While states cannot regulate the self-funded health plans that cover about two-thirds of workers in the U.S. (typically those employed at larger companies), state governments do regulate health insurers selling fully-insured coverage. Many states specifically protect patients from getting a ground ambulance surprise bill from providers. However, some of these state regulations only apply to a subset of ground ambulance agencies.

State and local laws vary in whether ground ambulance service providers or health plans are regulated and types of ground ambulances that are prohibited from balance billing patients. For example, Delaware has regulations on out-of-network payment dispute resolution process for health plans and providers of emergency services, which specifically include ground ambulances.

Medical Billers and Coders (MBC) is a leading medical billing company providing complete revenue cycle solutions. We have discussed the exclusion of ground ambulances from the ‘No Surprises Act’ as an insight into proper ambulatory billing. If you need any assistance in billing for your ambulatory services, contact us at info@medicalbillersandcoders.com / 888-357-3226

FAQs:

1. What is the No Surprises Act?

The No Surprises Act prohibits most surprise out-of-network billing for plan years beginning in 2022, protecting patients from unexpected medical bills when they receive care from out-of-network providers during emergencies or at in-network facilities.

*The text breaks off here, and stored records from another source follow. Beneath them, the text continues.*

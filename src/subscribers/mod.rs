//! # Event subscribers.
//!
//! The [`Subscribe`] trait plus the built-in [`LogWriter`]. `AppContext`
//! merges both component buses into one stream of [`AppEvent`](crate::AppEvent)s
//! and hands it to a [`SubscriberSet`]:
//!
//! ```text
//! Bus<SupervisorEvent> ──┐
//!                        ├──► AppContext listener ──► SubscriberSet ──┬──► LogWriter
//! Bus<RecorderEvent> ────┘                                            └──► custom ...
//! ```

mod log;
mod set;
mod subscribe;

pub use log::LogWriter;
pub use set::SubscriberSet;
pub use subscribe::Subscribe;
impl Worker {
    async fn run(
        mut self,
        mut commands: mpsc::UnboundedReceiver<Command>,
        mut events: broadcast::Receiver<Event<ClientEvent>>,
        token: CancellationToken,
    ) {
        loop {
            tokio::select! {
                biased;
                _ = token.cancelled() => break,
                cmd = commands.recv() => match cmd {
                    Some(cmd) => self.on_command(cmd),
                    None => break,
                },
                ev = events.recv() => match ev {
                    Ok(ev) => self.on_client_event(ev.kind),
                    Err(RecvError::Lagged(n)) => self.on_lagged(n),
                    Err(RecvError::Closed) => break,
                },
                Some(settled) = self.inflight.next(), if !self.inflight.is_empty() => {
                    self.on_settled(settled);
                }
                step = self.backoff.elapsed() => self.on_retry_due(step),
            }
        }

        if self.active || self.client.is_connected() {
            let _ = self.client.disconnect().await;
        }
        debug!("supervisor loop finished");
    }

    fn on_command(&mut self, cmd: Command) {
        match cmd {
            Command::Start(reply) => {
                if self.active {
                    let _ = reply.send(self.client.is_connected());
                } else if !self.stopped {
                    self.deferred_starts.push(reply);
                } else {
                    self.begin_start(vec![reply]);
                }
            }
            Command::Stop(reply) => {
                if self.active {
                    self.stop_waiters.push(reply);
                    self.begin_stop(None);
                } else if !self.stopped {
                    self.stop_waiters.push(reply);
                } else {
                    let _ = reply.send(());
                }
            }
            Command::State(reply) => {
                let _ = reply.send(self.state);
            }
        }
    }

    fn on_client_event(&mut self, ev: ClientEvent) {
        match ev {
            ClientEvent::Ready => {
                self.backoff.reset();
                if self.active {
                    self.state = ConnectionState::Ready;
                }
                info!("panel connection ready");
                self.bus.emit(SupervisorEvent::Ready);
            }
            ClientEvent::Error(e) => self.bus.emit(SupervisorEvent::ClientError(e)),
            ClientEvent::Message(m) => self.bus.emit(SupervisorEvent::Message(m)),
            ClientEvent::Ok => self.bus.emit(SupervisorEvent::Ok),
            ClientEvent::Disconnected(err) => {
                self.bus.emit(SupervisorEvent::Disconnected(err));
                if self.active {
                    self.state = ConnectionState::Disconnected;
                    self.schedule_retry();
                }
            }
        }
    }

    /// Client events were dropped; rebuild the view from the client itself.
    fn on_lagged(&mut self, skipped: u64) {
        warn!(skipped, "supervisor lagged behind client events");
        self.bus.emit(SupervisorEvent::Lagged { skipped });
        if !self.active || self.connecting > 0 {
            return;
        }
        if self.client.is_connected() {
            self.backoff.reset();
            self.state = ConnectionState::Ready;
        } else {
            self.state = ConnectionState::Disconnected;
            self.schedule_retry();
        }
    }

    fn on_settled(&mut self, settled: Settled) {
        if matches!(settled, Settled::Connect { .. }) {
            self.connecting = self.connecting.saturating_sub(1);
        }
        match settled {
            Settled::Connect {
                origin: Origin::Start(replies),
                result,
            } => {
                // a stop that overtook this connect will tear the session down
                let connected = result.is_ok() && self.active;
                if let Err(e) = &result {
                    warn!(error = %e, label = e.as_label(), "initial connect failed");
                    if self.active {
                        self.active = false;
                        self.stopped = true;
                        self.state = ConnectionState::Idle;
                    }
                }
                self.bus.emit(SupervisorEvent::Started { connected });
                for reply in replies {
                    let _ = reply.send(connected);
                }
            }
            Settled::Connect {
                origin: Origin::Retry(step),
                result: Err(e),
            } => {
                debug!(attempt = step.attempt, error = %e, "reconnect attempt failed");
                if self.active {
                    self.state = ConnectionState::Disconnected;
                    self.schedule_retry();
                }
            }
            Settled::Connect { .. } => {}
            Settled::Disconnect(result) => {
                if let Err(e) = result {
                    warn!(error = %e, "client disconnect reported an error");
                }
                self.stopped = true;
                self.state = ConnectionState::Stopped;
                self.bus.emit(SupervisorEvent::Stopped(self.stop_cause.take()));
                for waiter in self.stop_waiters.drain(..) {
                    let _ = waiter.send(());
                }
                if !self.deferred_starts.is_empty() {
                    let replies = std::mem::take(&mut self.deferred_starts);
                    self.begin_start(replies);
                }
            }
        }
        self.release_disconnect();
    }

    fn on_retry_due(&mut self, step: BackoffStep) {
        if !self.active {
            return;
        }
        info!(attempt = step.attempt, delay = ?step.delay, "retrying panel connection");
        self.bus.emit(SupervisorEvent::Retry(step));
        self.state = ConnectionState::Starting;
        self.issue_connect(Origin::Retry(step));
    }

    fn begin_start(&mut self, replies: Vec<oneshot::Sender<bool>>) {
        self.active = true;
        self.stopped = false;
        self.state = ConnectionState::Starting;
        self.bus.emit(SupervisorEvent::Starting);
        self.issue_connect(Origin::Start(replies));
    }

    fn begin_stop(&mut self, cause: Option<SupervisorError>) {
        self.active = false;
        self.stopped = false;
        self.backoff.cancel();
        self.state = ConnectionState::Stopping;
        self.bus.emit(SupervisorEvent::Stopping(cause.clone()));
        self.stop_cause = cause;
        self.disconnect_pending = true;
        self.release_disconnect();
    }

    /// Issues the pending disconnect once no connect is in flight.
    fn release_disconnect(&mut self) {
        if !self.disconnect_pending || self.connecting > 0 {
            return;
        }
        self.disconnect_pending = false;
        let client = Arc::clone(&self.client);
        self.inflight
            .push(Box::pin(async move { Settled::Disconnect(client.disconnect().await) }));
    }

    fn schedule_retry(&mut self) {
        match self.backoff.schedule() {
            Ok(Some(step)) => {
                info!(attempt = step.attempt, delay = ?step.delay, "waiting before reconnect");
                self.bus.emit(SupervisorEvent::Wait(step));
            }
            Ok(None) => debug!("reconnect already scheduled"),
            Err(e) => {
                self.bus.emit(SupervisorEvent::Error(e.clone()));
                self.begin_stop(Some(e));
            }
        }
    }

    fn issue_connect(&mut self, origin: Origin) {
        self.connecting += 1;
        let client = Arc::clone(&self.client);
        self.inflight.push(Box::pin(async move {
            let result = client.connect().await;
            Settled::Connect { origin, result }
        }));
    }
}
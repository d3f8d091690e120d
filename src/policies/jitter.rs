//! # Jitter policy for reconnect delays.
//!
//! [`JitterPolicy`] optionally randomizes backoff delays so that many clients
//! reconnecting to the same panel do not retry in lockstep.
//!
//! - [`JitterPolicy::None`]: no randomization, deterministic delays (default)
//! - [`JitterPolicy::Randomized`]: delay grows by a random share in `[0, factor]`
//!
//! There is exactly one supervised connection per process, so the default is
//! [`JitterPolicy::None`].

use rand::Rng;
use std::time::Duration;

/// Policy controlling randomization of retry delays.
#[derive(Clone, Copy, Debug, PartialEq, Default)]
pub enum JitterPolicy {
    /// No jitter: use exact backoff delay.
    #[default]
    None,

    /// Randomized jitter: `delay + delay × random[0, factor]`, capped by the caller.
    ///
    /// A `factor` of `0.0` behaves like [`JitterPolicy::None`].
    Randomized {
        /// Upper bound of the random share added to the delay.
        factor: f64,
    },
}

impl JitterPolicy {
    /// Applies jitter to `delay` and clamps the result to `max`.
    pub fn apply(&self, delay: Duration, max: Duration) -> Duration {
        match *self {
            JitterPolicy::None => delay.min(max),
            JitterPolicy::Randomized { factor } => Self::randomized(delay, factor).min(max),
        }
    }

    /// True when the policy never alters a delay.
    pub fn is_deterministic(&self) -> bool {
        match *self {
            JitterPolicy::None => true,
            JitterPolicy::Randomized { factor } => !(factor.is_finite() && factor > 0.0),
        }
    }

    fn randomized(delay: Duration, factor: f64) -> Duration {
        if !(factor.is_finite() && factor > 0.0) || delay.is_zero() {
            return delay;
        }
        let mut rng = rand::rng();
        let share: f64 = rng.random_range(0.0..=factor);
        let extra = delay.as_secs_f64() * share;
        if !extra.is_finite() {
            return delay;
        }
        delay.saturating_add(Duration::from_secs_f64(extra))
    }
}

#[cfg(test)]
mod tests {
    use super::*;

    #[test]
    fn test_none_is_identity_below_max() {
        let d = Duration::from_millis(1500);
        assert_eq!(JitterPolicy::None.apply(d, Duration::from_secs(30)), d);
    }

    #[test]
    fn test_zero_factor_is_deterministic() {
        let jitter = JitterPolicy::Randomized { factor: 0.0 };
        assert!(jitter.is_deterministic());
        let d = Duration::from_secs(2);
        assert_eq!(jitter.apply(d, Duration::from_secs(30)), d);
    }

    #[test]
    fn test_randomized_bounds() {
        let jitter = JitterPolicy::Randomized { factor: 0.5 };
        let d = Duration::from_secs(2);
        for _ in 0..200 {
            let out = jitter.apply(d, Duration::from_secs(30));
            assert!(out >= d, "{out:?} below base");
            assert!(out <= Duration::from_secs(3), "{out:?} above base × 1.5");
        }
    }

    #[test]
    fn test_randomized_never_exceeds_max() {
        let jitter = JitterPolicy::Randomized { factor: 10.0 };
        for _ in 0..200 {
            let out = jitter.apply(Duration::from_secs(4), Duration::from_secs(5));
            assert!(out <= Duration::from_secs(5));
        }
    }
}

2. Why are ground ambulances excluded from the No Surprises Act?

Ground ambulances are excluded due to the fact that many are operated by municipal and county governments, which are subject to different state and local regulations. Congress may revisit this issue as more information becomes available.

3. How many patients are at risk of surprise bills from ambulance rides?

Approximately 1.5 million privately insured patients who are transported by ambulance to emergency rooms may face surprise medical bills each year due to out-of-network charges.

4. What roles do state and local governments play regarding ambulance billing?

States and local governments regulate ground ambulance billing practices and insurer payments. Some state laws protect patients from surprise bills, but these regulations vary and may not cover all ground ambulance services or self-insured health plans.

5. What constitutes a surprise bill in the context of ambulance services?

A surprise bill occurs when a patient receives care from an out-of-network ambulance provider or facility, leading to charges that exceed what their insurance plan covers, often without prior knowledge.